[Collected data entries]

──────

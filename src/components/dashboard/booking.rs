//! Consultation booking form.

use super::{panel, FormEvent};
use crate::components::theme;
use crate::models::{ConsultationType, HOSPITALS};
use crate::store::{Command, NewConsultation};
use crate::tui::Frame;
use crate::utils::format_currency;
use crossterm::event::{KeyCode, KeyEvent};
use ratatui::{
    prelude::*,
    widgets::{
        calendar::{CalendarEventStore, Monthly},
        Block, BorderType, Borders, Paragraph,
    },
};
use time::{Date, Duration};

const HOSPITAL_FIELD: usize = 0;
const DATE_FIELD: usize = 1;
const TYPE_FIELD: usize = 2;
const SYMPTOMS_FIELD: usize = 3;
const CONFIRM_BUTTON: usize = 4;
const FIELD_COUNT: usize = 5;

#[derive(Debug, Clone)]
pub struct BookingForm {
    hospital_index: usize,
    pub date: Date,
    earliest: Date,
    type_index: usize,
    pub symptoms: String,
    focus: usize,
}

impl BookingForm {
    /// A form defaulting to the first hospital, a video call and `today`.
    pub fn new(today: Date) -> Self {
        Self {
            hospital_index: 0,
            date: today,
            earliest: today,
            type_index: 1,
            symptoms: String::new(),
            focus: HOSPITAL_FIELD,
        }
    }

    pub fn kind(&self) -> ConsultationType {
        ConsultationType::ALL[self.type_index]
    }

    fn step(&mut self, forward: bool) {
        match self.focus {
            HOSPITAL_FIELD => {
                let n = HOSPITALS.len();
                self.hospital_index = if forward {
                    (self.hospital_index + 1) % n
                } else {
                    (self.hospital_index + n - 1) % n
                };
            }
            DATE_FIELD => {
                let next = if forward {
                    self.date.checked_add(Duration::days(1))
                } else {
                    self.date.checked_sub(Duration::days(1))
                };
                if let Some(next) = next.filter(|d| *d >= self.earliest) {
                    self.date = next;
                }
            }
            TYPE_FIELD => {
                let n = ConsultationType::ALL.len();
                self.type_index = if forward {
                    (self.type_index + 1) % n
                } else {
                    (self.type_index + n - 1) % n
                };
            }
            _ => {}
        }
    }

    fn submission(&self) -> Command {
        Command::BookConsultation(NewConsultation {
            hospital_id: HOSPITALS[self.hospital_index].id.to_string(),
            date: self.date,
            symptoms: self.symptoms.clone(),
            kind: self.kind(),
        })
    }

    pub fn handle_input(&mut self, key: KeyEvent) -> Option<FormEvent> {
        match key.code {
            KeyCode::Esc => return Some(FormEvent::Back),
            KeyCode::Tab | KeyCode::Down => self.focus = (self.focus + 1) % FIELD_COUNT,
            KeyCode::BackTab | KeyCode::Up => {
                self.focus = (self.focus + FIELD_COUNT - 1) % FIELD_COUNT
            }
            KeyCode::Left => self.step(false),
            KeyCode::Right => self.step(true),
            KeyCode::Char(c) if self.focus == SYMPTOMS_FIELD => self.symptoms.push(c),
            KeyCode::Backspace if self.focus == SYMPTOMS_FIELD => {
                self.symptoms.pop();
            }
            KeyCode::Enter if self.focus == CONFIRM_BUTTON => {
                return Some(FormEvent::Submit(self.submission()))
            }
            KeyCode::Enter => self.focus += 1,
            _ => {}
        }
        None
    }

    fn label(&self, text: &'static str, index: usize) -> Line<'static> {
        let style = if self.focus == index {
            Style::default()
                .fg(theme::BORDER_FOCUS)
                .add_modifier(Modifier::BOLD)
        } else {
            Style::default()
                .fg(theme::TEXT_DIM)
                .add_modifier(Modifier::BOLD)
        };
        Line::from(Span::styled(text, style))
    }

    fn option_spans<'a>(&self, labels: &[String], selected: usize, field: usize) -> Line<'a> {
        let mut spans = Vec::new();
        for (i, label) in labels.iter().enumerate() {
            let style = if i == selected {
                let fg = if self.focus == field {
                    theme::BACKGROUND
                } else {
                    theme::TEXT
                };
                let bg = if self.focus == field {
                    theme::ACCENT
                } else {
                    theme::HIGHLIGHT
                };
                Style::default().fg(fg).bg(bg).add_modifier(Modifier::BOLD)
            } else {
                Style::default().fg(theme::TEXT_DIM)
            };
            spans.push(Span::styled(format!(" {label} "), style));
            spans.push(Span::raw("  "));
        }
        Line::from(spans)
    }

    pub fn render(&self, frame: &mut Frame, area: Rect) {
        let block = panel(" Book Appointment ");
        let inner = block.inner(area);
        frame.render_widget(block, area);

        let columns = Layout::default()
            .direction(Direction::Horizontal)
            .constraints([Constraint::Min(40), Constraint::Length(26)])
            .spacing(2)
            .margin(1)
            .split(inner);

        let rows = Layout::default()
            .direction(Direction::Vertical)
            .constraints([
                Constraint::Length(5), // Hospital
                Constraint::Length(3), // Date
                Constraint::Length(3), // Type
                Constraint::Length(4), // Symptoms
                Constraint::Length(1), // Confirm
                Constraint::Min(0),
            ])
            .split(columns[0]);

        let mut hospital_lines = vec![self.label("SELECT HOSPITAL", HOSPITAL_FIELD)];
        for (i, hospital) in HOSPITALS.iter().enumerate() {
            let selected = i == self.hospital_index;
            hospital_lines.push(Line::from(vec![
                Span::styled(
                    if selected { " ► " } else { "   " },
                    Style::default().fg(theme::ACCENT),
                ),
                Span::styled(
                    hospital.name,
                    Style::default()
                        .fg(if selected { theme::TEXT } else { theme::TEXT_DIM })
                        .add_modifier(if selected {
                            Modifier::BOLD
                        } else {
                            Modifier::empty()
                        }),
                ),
                Span::styled(
                    format!("  {}", hospital.location),
                    Style::default().fg(theme::HELP),
                ),
            ]));
        }
        frame.render_widget(Paragraph::new(hospital_lines), rows[0]);

        let date_lines = vec![
            self.label("PREFERRED DATE", DATE_FIELD),
            Line::from(vec![
                Span::styled(" ◄ ", Style::default().fg(theme::HELP)),
                Span::styled(
                    self.date.to_string(),
                    Style::default()
                        .fg(theme::TEXT)
                        .add_modifier(Modifier::BOLD),
                ),
                Span::styled(" ► ", Style::default().fg(theme::HELP)),
            ]),
        ];
        frame.render_widget(Paragraph::new(date_lines), rows[1]);

        let type_labels: Vec<String> = ConsultationType::ALL
            .iter()
            .map(|t| format!("{} {}", t.label(), format_currency(t.fee())))
            .collect();
        let type_lines = vec![
            self.label("CONSULTATION TYPE", TYPE_FIELD),
            self.option_spans(&type_labels, self.type_index, TYPE_FIELD),
        ];
        frame.render_widget(Paragraph::new(type_lines), rows[2]);

        let symptoms_text = if self.symptoms.is_empty() && self.focus != SYMPTOMS_FIELD {
            Span::styled("e.g. Headache, Fever", Style::default().fg(theme::HELP))
        } else {
            Span::styled(self.symptoms.as_str(), Style::default().fg(theme::TEXT))
        };
        let symptoms = Paragraph::new(Line::from(symptoms_text)).block(
            Block::default()
                .title(self.label(" Symptoms ", SYMPTOMS_FIELD))
                .borders(Borders::ALL)
                .border_type(BorderType::Rounded)
                .border_style(Style::default().fg(if self.focus == SYMPTOMS_FIELD {
                    theme::BORDER_FOCUS
                } else {
                    theme::BORDER
                })),
        );
        frame.render_widget(symptoms, rows[3]);

        let confirm_style = if self.focus == CONFIRM_BUTTON {
            Style::default()
                .fg(theme::BACKGROUND)
                .bg(theme::SUCCESS)
                .add_modifier(Modifier::BOLD)
        } else {
            Style::default()
                .fg(theme::SUCCESS)
                .add_modifier(Modifier::BOLD)
        };
        frame.render_widget(
            Paragraph::new(Span::styled(
                format!(" Pay {} & Confirm Booking ", format_currency(self.kind().fee())),
                confirm_style,
            ))
            .alignment(Alignment::Center),
            rows[4],
        );

        let mut events = CalendarEventStore::default();
        events.add(
            self.earliest,
            Style::default()
                .fg(theme::ACCENT)
                .add_modifier(Modifier::UNDERLINED),
        );
        events.add(
            self.date,
            Style::default()
                .fg(theme::BACKGROUND)
                .bg(theme::BORDER_FOCUS)
                .add_modifier(Modifier::BOLD),
        );
        let calendar = Monthly::new(self.date, events)
            .show_month_header(
                Style::default()
                    .fg(theme::TEXT)
                    .add_modifier(Modifier::BOLD),
            )
            .show_weekdays_header(Style::default().fg(theme::HELP))
            .default_style(Style::default().fg(theme::TEXT_DIM));
        frame.render_widget(calendar, columns[1]);
    }
}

──────

What you have to do | Could you find every line in the records above that has the string "ConsultationType" and copy it?

Answer space |
use crate::models::{ConsultationType, HOSPITALS};
    pub fn kind(&self) -> ConsultationType {
        ConsultationType::ALL[self.type_index]
                let n = ConsultationType::ALL.len();
        let type_labels: Vec<String> = ConsultationType::ALL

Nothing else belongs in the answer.